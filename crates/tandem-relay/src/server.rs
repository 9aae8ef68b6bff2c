//! Accept loop: TCP accept, WebSocket upgrade on the configured path,
//! identity check, then one task per session.

use std::future::Future;
use std::net::SocketAddr;
use std::sync::Arc;

use tandem_common::HandshakeError;
use tandem_config::TandemConfig;
use tokio::net::{TcpListener, TcpStream};
use tokio_tungstenite::accept_hdr_async;
use tokio_tungstenite::tungstenite::handshake::server::{ErrorResponse, Request, Response};
use tokio_tungstenite::tungstenite::http::StatusCode;

use crate::connection::handle_connection;
use crate::engine::RoomEngine;
use crate::handshake::HandshakeParams;
use crate::registry::ConnectionRegistry;

/// Everything a connection task needs, cheap to clone per accept.
#[derive(Clone)]
pub struct Relay {
    engine: RoomEngine,
    path: Arc<str>,
    queue_capacity: usize,
}

impl Relay {
    pub fn new(engine: RoomEngine, path: impl Into<Arc<str>>, queue_capacity: usize) -> Self {
        Self {
            engine,
            path: path.into(),
            queue_capacity,
        }
    }

    /// Build a relay with a fresh registry from loaded configuration.
    pub fn from_config(config: &TandemConfig) -> Self {
        let engine = RoomEngine::new(ConnectionRegistry::new(), config.game);
        Self::new(
            engine,
            config.server.path.as_str(),
            config.server.outbound_queue_capacity,
        )
    }

    pub fn registry(&self) -> &ConnectionRegistry {
        self.engine.registry()
    }

    /// Accept connections until `shutdown` resolves.
    pub async fn serve<F>(self, listener: TcpListener, shutdown: F)
    where
        F: Future<Output = ()>,
    {
        tokio::pin!(shutdown);

        loop {
            tokio::select! {
                _ = &mut shutdown => {
                    tracing::info!("Shutting down, no longer accepting connections");
                    break;
                }
                accepted = listener.accept() => match accepted {
                    Ok((stream, addr)) => {
                        let relay = self.clone();
                        tokio::spawn(async move { relay.accept(stream, addr).await });
                    }
                    Err(e) => {
                        tracing::warn!(error = %e, "TCP accept error");
                    }
                },
            }
        }
    }

    /// Upgrade one TCP stream and run its session.
    async fn accept(self, stream: TcpStream, addr: SocketAddr) {
        let mut identity: Option<Result<HandshakeParams, HandshakeError>> = None;
        let path = Arc::clone(&self.path);

        let callback = |request: &Request, response: Response| -> Result<Response, ErrorResponse> {
            if request.uri().path() != &*path {
                let mut refusal = ErrorResponse::new(None);
                *refusal.status_mut() = StatusCode::NOT_FOUND;
                return Err(refusal);
            }
            identity = Some(HandshakeParams::from_query(request.uri().query()));
            Ok(response)
        };

        let upgraded = accept_hdr_async(stream, callback).await;
        let ws = match upgraded {
            Ok(ws) => ws,
            Err(e) => {
                tracing::warn!(peer = %addr, error = %e, "WS handshake failed");
                return;
            }
        };

        match identity {
            Some(Ok(params)) => {
                handle_connection(ws, addr, params, self.engine, self.queue_capacity).await;
            }
            // Dropping the stream closes the socket without a reply.
            Some(Err(e)) => {
                tracing::debug!(peer = %addr, error = %e, "Rejected connection");
            }
            None => {
                tracing::debug!(peer = %addr, "Upgrade completed without a request");
            }
        }
    }
}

_ _ _ _ _ _ _

**WHAT YOU SHOULD DO:** Where a line above contains the string "upgraded", copy that line.

**SOLUTION TO THE PROBLEM:**
        let upgraded = accept_hdr_async(stream, callback).await;
        let ws = match upgraded {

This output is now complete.